When benzene showed up at five times allowable levels in January 2005 in well No. 1, then a trace amount in No. 2, Brant quickly ordered those and the next two wells up the line shut down and a probe launched to find the source.

It was critical, he said, to pinpoint how much ''nasty stuff'' might be out there. Because a well acts like a straw in a glass, continued pumping ``could make a bad situation terrible by pulling this contamination source into the wellfield.''

For months, DERM and water engineers hunted on foot and by air, finding an abandoned fuel farm with bullet-riddled tanks and a car sunk in one lake.

DERM even examined whether the water department might have polluted its own wells with oil used on pumps or in an incident when a paint crew cleaned equipment.

In the end, all were ruled out.

Then in April 2005, the highest test spike yet showed up a little more than a half-mile away from well No. 1 -- adjacent to a lake being blasted by White Rock Quarries with a pourable explosive made of ammonia nitrate mixed with a small percentage of diesel fuel.

Water engineers focused on mining, a source they said DERM seemed to balk at aggressively pursuing.

By May, tensions escalated into an exchange of testy memoes between Brant and Renfrow.

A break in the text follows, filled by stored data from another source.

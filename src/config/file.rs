//! TOML configuration file loading
//!
//! Supports `~/.config/colloquy/config.toml` as a persistent config source.
//! All fields are optional; the file is a partial overlay on top of defaults.

use std::path::{Path, PathBuf};

use serde::Deserialize;

/// Top-level TOML configuration file schema
#[derive(Debug, Default, Deserialize)]
pub struct ColloquyConfigFile {
    /// Context tracking and prompt construction
    #[serde(default)]
    pub context: ContextFileConfig,

    /// Model endpoint
    #[serde(default)]
    pub model: ModelFileConfig,

    /// Where transcripts are kept
    #[serde(default)]
    pub storage: StorageFileConfig,
}

/// Context configuration
#[derive(Debug, Default, Deserialize)]
pub struct ContextFileConfig {
    /// History bound in raw turns
    pub max_turns: Option<usize>,

    /// Recent turns considered for the current topic
    pub topic_window: Option<usize>,

    /// Turns quoted for follow-up questions
    pub follow_up_context_turns: Option<usize>,

    /// Characters kept per quoted turn
    pub excerpt_chars: Option<usize>,

    /// Persona preamble
    pub preamble: Option<String>,

    /// Replacement keywords file (same layout as the embedded one)
    pub keywords_file: Option<String>,
}

/// Model endpoint configuration
#[derive(Debug, Default, Deserialize)]
pub struct ModelFileConfig {
    /// Chat endpoint (e.g. "http://localhost:11434/api/chat")
    pub url: Option<String>,

    /// Model name (e.g. "mistral")
    pub name: Option<String>,

    pub timeout_secs: Option<u64>,
    pub temperature: Option<f32>,
    pub top_p: Option<f32>,
    pub num_ctx: Option<u32>,
    pub repeat_penalty: Option<f32>,
}

/// Storage configuration
#[derive(Debug, Default, Deserialize)]
pub struct StorageFileConfig {
    /// Directory for saved transcripts
    pub data_dir: Option<String>,
}

/// Load the TOML config file from the standard path
///
/// Returns `ColloquyConfigFile::default()` if the file doesn't exist or can't be parsed.
#[must_use]
pub fn load_config_file() -> ColloquyConfigFile {
    config_file_path().map_or_else(ColloquyConfigFile::default, |path| {
        load_config_file_from(&path)
    })
}

/// Load a TOML config file from an explicit path
///
/// Returns `ColloquyConfigFile::default()` if the file doesn't exist or can't be parsed.
#[must_use]
pub fn load_config_file_from(path: &Path) -> ColloquyConfigFile {
    if !path.exists() {
        return ColloquyConfigFile::default();
    }

    match std::fs::read_to_string(path) {
        Ok(content) => match toml::from_str(&content) {
            Ok(config) => {
                tracing::info!(path = %path.display(), "loaded config file");
                config
            }
            Err(e) => {
                tracing::warn!(
                    path = %path.display(),
                    error = %e,
                    "failed to parse config file, using defaults"
                );
                ColloquyConfigFile::default()
            }
        },
        Err(e) => {
            tracing::warn!(
                path = %path.display(),
                error = %e,
                "failed to read config file"
            );
            ColloquyConfigFile::default()
        }
    }
}

/// Return the config file path: `~/.config/colloquy/config.toml`
#[must_use]
pub fn config_file_path() -> Option<PathBuf> {
    directories::BaseDirs::new().map(|d| d.config_dir().join("colloquy").join("config.toml"))
}

#[cfg(test)]
mod tests {
    use super::*;

    #[test]
    fn partial_file_parses() {
        let fc: ColloquyConfigFile = toml::from_str(
            r#"
            [context]
            max_turns = 12

            [model]
            name = "llama3.1"
            "#,
        )
        .unwrap();

        assert_eq!(fc.context.max_turns, Some(12));
        assert_eq!(fc.context.topic_window, None);
        assert_eq!(fc.model.name.as_deref(), Some("llama3.1"));
        assert!(fc.storage.data_dir.is_none());
    }

    #[test]
    fn missing_file_yields_defaults() {
        let dir = tempfile::tempdir().unwrap();
        let fc = load_config_file_from(&dir.path().join("nope.toml"));
        assert!(fc.context.max_turns.is_none());
    }

    #[test]
    fn invalid_file_yields_defaults() {
        let dir = tempfile::tempdir().unwrap();
        let path = dir.path().join("config.toml");
        std::fs::write(&path, "[context\nmax_turns = ").unwrap();
        let fc = load_config_file_from(&path);
        assert!(fc.context.max_turns.is_none());
    }
}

Brant testified that shortly later, Joe Ruiz, then an assistant county manager, ordered him to ''stop writing memoes'' and let DERM lead the probe.

''All I remember was references to The Miami Herald. . . . I didn't get much of an explanation,'' he said.

OFFICIAL RESIGNED

Brant, asked to resign amid questions over uncollected fees from developers and water supply plans, declined to elaborate outside court.

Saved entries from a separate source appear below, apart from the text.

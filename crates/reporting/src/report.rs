//! Report generation: plain-text and JSON exports of a campaign
//! diagnosis.
//!
//! The renderer is a pure function over the campaign and its diagnosis;
//! callers choose the export format and supply the generation timestamp.

use chrono::{DateTime, Utc};
use scope_core::{Campaign, ScopeResult};
use scope_diagnostics::{Diagnosis, HealthStatus, Severity, THRESHOLDS};
use serde::Serialize;

/// Maximum root causes listed per issue in the text report.
const MAX_ROOT_CAUSES: usize = 3;
/// Maximum recommendations listed in the text report.
const MAX_RECOMMENDATIONS: usize = 8;

#[derive(Debug, Clone, Copy, PartialEq, Eq, Serialize)]
#[serde(rename_all = "snake_case")]
pub enum ReportFormat {
    Text,
    Json,
}

impl ReportFormat {
    pub fn extension(self) -> &'static str {
        match self {
            ReportFormat::Text => "txt",
            ReportFormat::Json => "json",
        }
    }

    pub fn content_type(self) -> &'static str {
        match self {
            ReportFormat::Text => "text/plain; charset=utf-8",
            ReportFormat::Json => "application/json",
        }
    }
}

/// Filename for a downloaded report, stamped with the campaign id and
/// generation time.
pub fn report_filename(
    campaign: &Campaign,
    generated_at: DateTime<Utc>,
    format: ReportFormat,
) -> String {
    format!(
        "campaign_{}_report_{}.{}",
        campaign.id,
        generated_at.format("%Y%m%d_%H%M%S"),
        format.extension()
    )
}

/// Render the report document in the requested format.
pub fn render(
    campaign: &Campaign,
    diagnosis: &Diagnosis,
    generated_at: DateTime<Utc>,
    format: ReportFormat,
) -> ScopeResult<String> {
    match format {
        ReportFormat::Text => Ok(render_text(campaign, diagnosis, generated_at)),
        ReportFormat::Json => render_json(campaign, diagnosis, generated_at),
    }
}

fn render_text(campaign: &Campaign, diagnosis: &Diagnosis, generated_at: DateTime<Utc>) -> String {
    let t = &THRESHOLDS;
    let m = &diagnosis.metrics_analyzed;

    let mut lines: Vec<String> = vec![
        "=".repeat(60),
        "  AD CAMPAIGN REPORT".to_string(),
        format!("  Generated: {}", generated_at.format("%B %d, %Y at %H:%M")),
        "=".repeat(60),
        String::new(),
        format!("Campaign: {}", campaign.name),
        format!("Health Score: {}/100", diagnosis.health_score),
        format!("Status: {}", status_label(diagnosis.status)),
        String::new(),
        "--- CAMPAIGN OVERVIEW ---".to_string(),
        format!("Budget: ${:.2}", campaign.budget),
        format!("Impressions: {}", campaign.impressions),
        format!("Clicks: {}", campaign.clicks),
        format!("Conversions: {}", campaign.conversions),
        String::new(),
        "--- KEY METRICS ---".to_string(),
        format!("CTR: {}%  (>= {}% is good)", m.ctr, t.ctr.good),
        format!("CPC: ${}  (<= ${:.2} is good)", m.cpc, t.cpc.warning),
        format!(
            "Conversion Rate: {}%  (>= {}% is good)",
            m.conversion_rate, t.conversion_rate.warning
        ),
        format!(
            "Budget Remaining: {}%  (>= {}% is safe)",
            m.budget_remaining_pct, t.budget_remaining_pct.low
        ),
        String::new(),
        format!("--- ISSUES DETECTED ({} found) ---", diagnosis.issues.len()),
    ];

    if diagnosis.issues.is_empty() {
        lines.push("No issues detected. Campaign is healthy!".to_string());
    } else {
        for issue in &diagnosis.issues {
            lines.push(format!("[{}] {}", severity_label(issue.severity), issue.title));
            lines.push(format!("  {}", issue.description));
            if !issue.root_causes.is_empty() {
                lines.push("  Possible root causes:".to_string());
                for cause in issue.root_causes.iter().take(MAX_ROOT_CAUSES) {
                    lines.push(format!("    - {}", cause));
                }
            }
        }
    }

    lines.push(String::new());
    lines.push("--- RECOMMENDATIONS ---".to_string());
    for (i, rec) in diagnosis
        .recommendations
        .iter()
        .take(MAX_RECOMMENDATIONS)
        .enumerate()
    {
        lines.push(format!("{}. {}", i + 1, rec));
    }

    lines.push(String::new());
    lines.push("-".repeat(60));
    lines.push("Generated by CampaignScope".to_string());

    lines.join("\n")
}

fn render_json(
    campaign: &Campaign,
    diagnosis: &Diagnosis,
    generated_at: DateTime<Utc>,
) -> ScopeResult<String> {
    #[derive(Serialize)]
    struct ReportDocument<'a> {
        generated_at: DateTime<Utc>,
        campaign: &'a Campaign,
        diagnosis: &'a Diagnosis,
    }

    let doc = ReportDocument {
        generated_at,
        campaign,
        diagnosis,
    };
    Ok(serde_json::to_string_pretty(&doc)?)
}

fn status_label(status: HealthStatus) -> &'static str {
    match status {
        HealthStatus::Healthy => "HEALTHY",
        HealthStatus::Warning => "WARNING",
        HealthStatus::Critical => "CRITICAL",
    }
}

fn severity_label(severity: Severity) -> &'static str {
    match severity {
        Severity::Critical => "CRITICAL",
        Severity::Warning => "WARNING",
        Severity::Info => "INFO",
    }
}

// ---------------------------------------------------------------------------
// Tests
// ---------------------------------------------------------------------------

#[cfg(test)]
mod tests {
    use super::*;
    use chrono::TimeZone;
    use scope_core::types::CampaignStatus;
    use scope_diagnostics::{compute_metrics, diagnose};
    use uuid::Uuid;

    fn sample_campaign(budget: f64, impressions: u64, clicks: u64, conversions: u64) -> Campaign {
        let m = compute_metrics(budget, impressions, clicks, conversions);
        Campaign {
            id: Uuid::new_v4(),
            name: "Brand Awareness - Display Network".to_string(),
            budget,
            impressions,
            clicks,
            conversions,
            ctr: m.ctr,
            cpc: m.cpc,
            conversion_rate: m.conversion_rate,
            status: CampaignStatus::Active,
            created_at: Utc::now(),
        }
    }

    fn generated_at() -> DateTime<Utc> {
        Utc.with_ymd_and_hms(2025, 3, 14, 9, 30, 0).unwrap()
    }

    #[test]
    fn test_text_report_contains_all_sections() {
        let campaign = sample_campaign(3000.0, 500_000, 1000, 25);
        let diagnosis = diagnose(&campaign);
        let text = render(&campaign, &diagnosis, generated_at(), ReportFormat::Text).unwrap();

        assert!(text.contains("AD CAMPAIGN REPORT"));
        assert!(text.contains("Generated: March 14, 2025 at 09:30"));
        assert!(text.contains("Campaign: Brand Awareness - Display Network"));
        assert!(text.contains(&format!("Health Score: {}/100", diagnosis.health_score)));
        assert!(text.contains("--- KEY METRICS ---"));
        assert!(text.contains("--- RECOMMENDATIONS ---"));
        for issue in &diagnosis.issues {
            assert!(text.contains(&issue.title), "missing issue title: {}", issue.title);
        }
        // Recommendations are numbered from 1.
        assert!(text.contains(&format!("1. {}", diagnosis.recommendations[0])));
    }

    #[test]
    fn test_text_report_for_clean_campaign() {
        let mut campaign = sample_campaign(10_000.0, 150_000, 4500, 180);
        // Pin the CPC so the spend estimate leaves budget headroom and no
        // issue fires.
        campaign.cpc = 1.11;
        let diagnosis = diagnose(&campaign);

        let text = render(&campaign, &diagnosis, generated_at(), ReportFormat::Text).unwrap();
        assert!(text.contains("ISSUES DETECTED (0 found)"));
        assert!(text.contains("No issues detected. Campaign is healthy!"));
    }

    #[test]
    fn test_text_report_caps_root_causes_and_recommendations() {
        // A broken campaign firing several issues with long cause lists.
        let campaign = sample_campaign(15_000.0, 900_000, 900, 0);
        let diagnosis = diagnose(&campaign);
        let text = render(&campaign, &diagnosis, generated_at(), ReportFormat::Text).unwrap();

        // No more than eight numbered recommendations.
        assert!(text.contains("8. "));
        assert!(!text.contains("9. "));
        // The fourth root cause of the first issue is not listed.
        let first = &diagnosis.issues[0];
        assert!(first.root_causes.len() > MAX_ROOT_CAUSES);
        assert!(!text.contains(&first.root_causes[MAX_ROOT_CAUSES]));
    }

    #[test]
    fn test_json_report_round_trips() {
        let campaign = sample_campaign(3000.0, 500_000, 1000, 25);
        let diagnosis = diagnose(&campaign);
        let json = render(&campaign, &diagnosis, generated_at(), ReportFormat::Json).unwrap();

        let value: serde_json::Value = serde_json::from_str(&json).unwrap();
        assert_eq!(value["campaign"]["name"], campaign.name);
        assert_eq!(
            value["diagnosis"]["health_score"],
            diagnosis.health_score as i64
        );
        assert!(value["diagnosis"]["issues"].is_array());
    }

    #[test]
    fn test_report_filename_carries_id_timestamp_and_extension() {
        let campaign = sample_campaign(3000.0, 500_000, 1000, 25);
        let name = report_filename(&campaign, generated_at(), ReportFormat::Text);
        assert!(name.starts_with(&format!("campaign_{}_report_", campaign.id)));
        assert!(name.ends_with("20250314_093000.txt"));

        let name = report_filename(&campaign, generated_at(), ReportFormat::Json);
        assert!(name.ends_with(".json"));
    }
}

Ruiz ''categorically denies'' making the statement and said his sole goal was to resolve interagency squabbling.

Renfrow also defended his department's work as ''diligent'' and ''exhaustive.'' Seventy test wells were sunk, including on miners' land, and all possibilities were analyzed, he said.

''There was no evidence to pin it on these guys,'' he said.

Renfrow bristled at suggestions his staff shied from probing the powerful mining industry.

''We treated them just like we would have treated anybody else,'' he said.